Saga implementation patterns – Observer

NServiceBus sagas, itself an implementation of the Process Manager pattern, often takes one of two main forms when implemented. It’s not a cut and dry distinction, but in general, I’ve found that saga implementations typically fall into one or the other.

The first kind would be the Observer pattern. As an Observer, this saga responds to events to coordinate an activity:


There are a few characteristics of the observer:

  • Messages are received as events
  • The Saga does not control the order in which messages are received

Since the Saga does not control message ordering and these messages are events, the saga behaves as an observer. It doesn’t influence these external services, but instead observes results through event each publishes.

Another interesting characteristic of an Observer saga is that typically, its purpose is to coordinate some activity after it has received all service events. It begins to look something like this:


This is similar to the Scatter/Gather pattern, but not quite. The saga itself often needs to keep track of which messages are received. Upon receiving a message, it will note that the message has been received, and check to see if all relevant messages have been received before proceeding onwards.

It’s a simple workflow pattern, with the caveat that it doesn’t know which messages will be received in which order.

To see this in action, let’s look at a real-world scenario where we can observe this pattern in play.

Fast food messaging – McDonald’s

The fun thing about learning distributed systems is that the examples of application are literally all around us. One great example of the saga observer pattern in actual real-world use is the fast food chain McDonald’s in-store ordering process.

Order preparation in McDonald’s (and many other fast food chains) is not a linear process. There are a number of stations performing work, but they do so relatively independently. In any given order, we might have:

  • Sandwiches
  • Drinks
  • Salads
  • Fries
  • Coffee

And so on. Each station is its own independent worker, with its own independent queue of work. A typical order looks something like this:


The order starts off with a customer placing an order (1). If the order is accepted (they have money), then an event is broadcasted to all relevant food preparation stations (2). Each station has a computer screen above it, representing a queue of work to be done.

Only the relevant orders show up on the relevant screens. If the order has no fries, the fry station screen does not show anything with that order.

Each station does its work independently of the other. The fry station doesn’t need information from the drink station to do its work.

As each station completes the order, they take the food back to the counter (3) – where each order to be delivered is separated by a food tray. Each station is responsible for figuring out which tray their food belongs to – correlated by the order number. On each station’s screen, orders are separated out by order number so that each station has some information to correlate a single order.

Each time a station brings a completed item to the tray, the employee checks the receipt on the tray to determine if the order is completed. This is done with each item brought to the tray, we must re-check the items to see if the order is completed. There is not one person in charge of this responsibility – every employee bringing finished items does this check.

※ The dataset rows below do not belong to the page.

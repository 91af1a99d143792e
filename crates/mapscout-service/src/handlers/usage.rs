//! Usage reporting handler.
//!
//! Read-only projection of the quota evaluator for display: called on page
//! load and after every search. Safe to call arbitrarily often; nothing
//! here writes.

use std::collections::BTreeMap;
use std::sync::Arc;

use axum::extract::State;
use axum::Json;
use chrono::{DateTime, Utc};
use serde::Serialize;

use mapscout_core::{PlanFeatures, TierId, WindowKind};

use crate::error::ApiError;
use crate::identity::AuthAccount;
use crate::state::AppState;

/// Usage report body.
#[derive(Debug, Serialize)]
#[serde(rename_all = "camelCase")]
pub struct UsageReport {
    /// Events counted in the active window.
    pub current: u64,

    /// The tier's per-window allowance.
    pub limit: u64,

    /// Allowance left in the active window.
    pub remaining: u64,

    /// Window cadence ("weekly" / "monthly").
    pub limit_type: WindowKind,

    /// The effective tier (after unknown-tier fallback).
    pub plan_type: TierId,

    /// Whether the effective tier is free of charge.
    pub is_free_plan: bool,

    /// First instant of the next window, ISO-8601.
    pub reset_date: DateTime<Utc>,

    /// Descriptive plan info for every tier, keyed by tier id.
    pub plan_features: BTreeMap<TierId, PlanFeatures>,
}

/// Report current usage for the authenticated account.
pub async fn report_usage(
    State(state): State<Arc<AppState>>,
    AuthAccount(account): AuthAccount,
) -> Result<Json<UsageReport>, ApiError> {
    let snapshot = state.evaluator.evaluate(&account).map_err(|e| {
        tracing::error!(
            account_id = %account.account_id,
            error = %e,
            "Usage evaluation failed"
        );
        ApiError::Unavailable("usage data unavailable".into())
    })?;

    let tier = state.catalog.resolve(Some(&snapshot.tier_id));

    Ok(Json(UsageReport {
        current: snapshot.current,
        limit: snapshot.limit,
        remaining: snapshot.remaining,
        limit_type: snapshot.window,
        plan_type: snapshot.tier_id.clone(),
        is_free_plan: tier.is_free(),
        reset_date: snapshot.reset_at,
        plan_features: state.catalog.features_by_tier(),
    }))
}
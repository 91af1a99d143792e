//! Quota window arithmetic.
//!
//! Windows are half-open intervals `[window_start, reset_at)` in UTC: an
//! event stamped exactly at the start instant belongs to the new window.
//! Weekly windows are a fixed seven days from the configured week-start
//! day; monthly windows follow calendar month boundaries, so their absolute
//! duration varies with the month length.

use chrono::{DateTime, Datelike, Duration, NaiveDate, NaiveTime, Utc, Weekday};

use crate::plan::WindowKind;

/// Compute the start of the active window containing `now`.
///
/// `week_start` only matters for [`WindowKind::Weekly`]: the start is the
/// most recent occurrence of that day, truncated to midnight UTC. Monthly
/// windows start on the first of the current calendar month, midnight UTC.
#[must_use]
pub fn window_start(kind: WindowKind, now: DateTime<Utc>, week_start: Weekday) -> DateTime<Utc> {
    let today = now.date_naive();
    let start_date = match kind {
        WindowKind::Weekly => {
            let days_back = (today.weekday().num_days_from_monday() + 7
                - week_start.num_days_from_monday())
                % 7;
            today - Duration::days(i64::from(days_back))
        }
        WindowKind::Monthly => today.with_day(1).expect("every month has a day 1"),
    };
    start_date.and_time(NaiveTime::MIN).and_utc()
}

/// Compute the end of the window beginning at `start` — the first instant
/// of the next window.
///
/// Weekly windows end exactly 7×24h later; monthly windows end on the first
/// of the next calendar month, so Februarys are shorter than Julys by
/// design.
#[must_use]
pub fn reset_at(kind: WindowKind, start: DateTime<Utc>) -> DateTime<Utc> {
    match kind {
        WindowKind::Weekly => start + Duration::days(7),
        WindowKind::Monthly => {
            let date = start.date_naive();
            let (year, month) = if date.month() == 12 {
                (date.year() + 1, 1)
            } else {
                (date.year(), date.month() + 1)
            };
            NaiveDate::from_ymd_opt(year, month, 1)
                .expect("first of month is always a valid date")
                .and_time(NaiveTime::MIN)
                .and_utc()
        }
    }
}
//! Usage reporting integration tests.

mod common;

use chrono::{DateTime, Utc, Weekday};
use common::TestHarness;
use mapscout_core::{reset_at, window_start, WindowKind};

async fn fetch_usage(harness: &TestHarness) -> serde_json::Value {
    let response = harness
        .server
        .get("/v1/usage")
        .add_header("authorization", harness.auth_header())
        .await;
    response.assert_status_ok();
    response.json()
}

#[tokio::test]
async fn fresh_pro_account_reports_full_monthly_allowance() {
    let harness = TestHarness::with_plan("pro").await;

    let body = fetch_usage(&harness).await;

    assert_eq!(body["current"], 0);
    assert_eq!(body["limit"], 1000);
    assert_eq!(body["remaining"], 1000);
    assert_eq!(body["limitType"], "monthly");
    assert_eq!(body["planType"], "pro");
    assert_eq!(body["isFreePlan"], false);

    // The reset instant is the first moment of the next calendar month.
    let expected = reset_at(
        WindowKind::Monthly,
        window_start(WindowKind::Monthly, Utc::now(), Weekday::Mon),
    );
    let reported = DateTime::parse_from_rfc3339(body["resetDate"].as_str().unwrap()).unwrap();
    assert_eq!(reported.with_timezone(&Utc), expected);
}

#[tokio::test]
async fn unknown_plan_falls_back_to_starter() {
    let harness = TestHarness::with_plan("vip").await;

    let body = fetch_usage(&harness).await;

    assert_eq!(body["planType"], "starter");
    assert_eq!(body["limit"], 100);
    assert_eq!(body["limitType"], "weekly");
    assert_eq!(body["isFreePlan"], true);
}

#[tokio::test]
async fn report_is_idempotent_and_side_effect_free() {
    let harness = TestHarness::new().await;
    harness.seed_searches(7, Utc::now());

    let first = fetch_usage(&harness).await;
    let second = fetch_usage(&harness).await;

    assert_eq!(first, second);
    assert_eq!(first["current"], 7);

    // Reporting recorded nothing.
    assert_eq!(harness.total_events(), 7);
}

#[tokio::test]
async fn report_reflects_recorded_usage() {
    let harness = TestHarness::new().await;
    harness.seed_searches(5, Utc::now());

    let body = fetch_usage(&harness).await;

    assert_eq!(body["current"], 5);
    assert_eq!(body["remaining"], 95);
}

#[tokio::test]
async fn remaining_clamps_at_zero_past_the_limit() {
    let harness = TestHarness::new().await;
    // Over-limit counts can exist (bounded admission overshoot, seeded
    // history); remaining never goes negative.
    harness.seed_searches(120, Utc::now());

    let body = fetch_usage(&harness).await;

    assert_eq!(body["current"], 120);
    assert_eq!(body["remaining"], 0);
}

#[tokio::test]
async fn report_after_search_shows_consumption() {
    let harness = TestHarness::new().await;

    harness
        .server
        .post("/v1/search")
        .add_header("authorization", harness.auth_header())
        .json(&serde_json::json!({ "query": "restaurant" }))
        .await
        .assert_status_ok();

    let body = fetch_usage(&harness).await;
    assert_eq!(body["current"], 1);
    assert_eq!(body["remaining"], 99);
}

#[tokio::test]
async fn plan_features_describe_every_tier() {
    let harness = TestHarness::new().await;

    let body = fetch_usage(&harness).await;
    let features = body["planFeatures"].as_object().unwrap();

    assert_eq!(features.len(), 3);
    assert_eq!(features["starter"]["name"], "Starter");
    assert_eq!(features["pro"]["price"], "€29/mo");
    assert!(features["agency"]["features"].as_array().unwrap().len() >= 4);
}

#[tokio::test]
async fn usage_requires_a_credential() {
    let harness = TestHarness::new().await;

    let response = harness.server.get("/v1/usage").await;
    response.assert_status_unauthorized();
}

Once an employee determines that the order is complete, they call out the order number and the original customer picks up their tray (4).

Well before sagas were implemented in NServiceBus, we had observer sagas in real life (though we never called it this).

Benefits and drawbacks

This pattern, like all others, has some benefits and drawbacks. McDonald’s implemented this pattern to maximize the efficiency of processing orders, but it’s not a universal pattern in fast food chains. The benefits include:

  • Each worker operates in parallel with others, upping the overall throughput
  • Each worker is independent of others, and is decoupled from other steps
  • We can add additional steps and workers fairly easily (McDonald’s added coffee recently, but this didn’t change their overall order delivery pattern)

However, this pattern is not without its drawbacks:

  • Resource contention is introduced. We can’t have two employees delivering food to the same tray at the same time – there’s just not physical room for them! The tray/saga becomes the choke point in our system – and this piece we can’t easily scale
  • Every step has to check to see if the saga is complete. This introduces extra logic to our saga to keep track of what’s done, and check to see if it’s complete

Next time you go to a fast food restaurant, see if they fulfill their orders this way. In a restaurant with highly independent steps, they’ve likely determined that this method of managing orders is most efficient.

However, it’s not always the best way. In the next post, we’ll look at the converse of the observer – the controller.

When should you test?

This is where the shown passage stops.